[WORK TASK]: Compute the number of lines in the following data that include the word "concurrency", and output that number alone.

##### TASK INPUTS

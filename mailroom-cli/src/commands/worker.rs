//! Worker pool command

use anyhow::Result;
use clap::Args;
use console::style;
use mailroom::config::MailroomConfig;
use mailroom::jobs::ShutdownResult;
use mailroom::state::Mailroom;
use tracing::{info, warn};

use super::{INFO, SUCCESS};

/// Run the delivery worker pool
#[derive(Debug, Args)]
pub struct WorkerCommand {
    /// Override `worker.concurrency`
    #[arg(long)]
    concurrency: Option<usize>,

    /// Override `worker.rate_limit_per_second`
    #[arg(long)]
    rate: Option<u32>,

    /// Requeue jobs left in flight by a crashed worker before starting
    #[arg(long)]
    recover: bool,
}

impl WorkerCommand {
    /// Execute the worker command
    ///
    /// # Errors
    ///
    /// Returns an error if:
    /// - logging cannot be initialised
    /// - Redis, Postgres or a provider cannot be set up
    pub async fn execute(&self, mut config: MailroomConfig) -> Result<()> {
        if let Some(concurrency) = self.concurrency {
            config.worker.concurrency = concurrency;
        }
        if let Some(rate) = self.rate {
            config.worker.rate_limit_per_second = rate;
        }
        mailroom::observability::init(&config.logging)?;

        let grace = config.worker.shutdown_grace();
        let mailroom = Mailroom::connect(config).await?;

        if self.recover {
            if let Some(broker) = mailroom.redis_broker() {
                let recovered = broker.recover_in_flight().await?;
                info!(recovered, "Requeued in-flight jobs");
            }
        }

        let pool = mailroom.spawn_workers();
        println!(
            "{INFO} Worker pool running ({} workers), press Ctrl-C to stop",
            style(mailroom.config().worker.concurrency).cyan()
        );

        shutdown_signal().await;
        info!(grace_secs = grace.as_secs(), "Shutdown requested");

        let stats = pool.stats();
        println!(
            "  settled so far: sent {} / skipped {} / retried {} / failed {}",
            style(stats.sent).green(),
            stats.skipped,
            style(stats.retried).yellow(),
            style(stats.failed).red()
        );

        match pool.shutdown(grace).await {
            ShutdownResult::Graceful => {
                println!("{SUCCESS} Worker pool stopped cleanly");
            }
            ShutdownResult::Forced { workers_remaining } => {
                warn!(workers_remaining, "Grace period elapsed, aborted workers");
                println!(
                    "{} Aborted {workers_remaining} workers after the grace period",
                    style("Warning:").yellow()
                );
            }
        }

        Ok(())
    }
}

async fn shutdown_signal() {
    let ctrl_c = async {
        if let Err(err) = tokio::signal::ctrl_c().await {
            warn!(error = %err, "Failed to listen for Ctrl-C");
            std::future::pending::<()>().await;
        }
    };

    #[cfg(unix)]
    let terminate = async {
        match tokio::signal::unix::signal(tokio::signal::unix::SignalKind::terminate()) {
            Ok(mut signal) => {
                signal.recv().await;
            }
            Err(err) => {
                warn!(error = %err, "Failed to listen for SIGTERM");
                std::future::pending::<()>().await;
            }
        }
    };

    #[cfg(not(unix))]
    let terminate = std::future::pending::<()>();

    tokio::select! {
        () = ctrl_c => {},
        () = terminate => {},
    }
}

##########

[ANSWER FOR THE TASK]: 5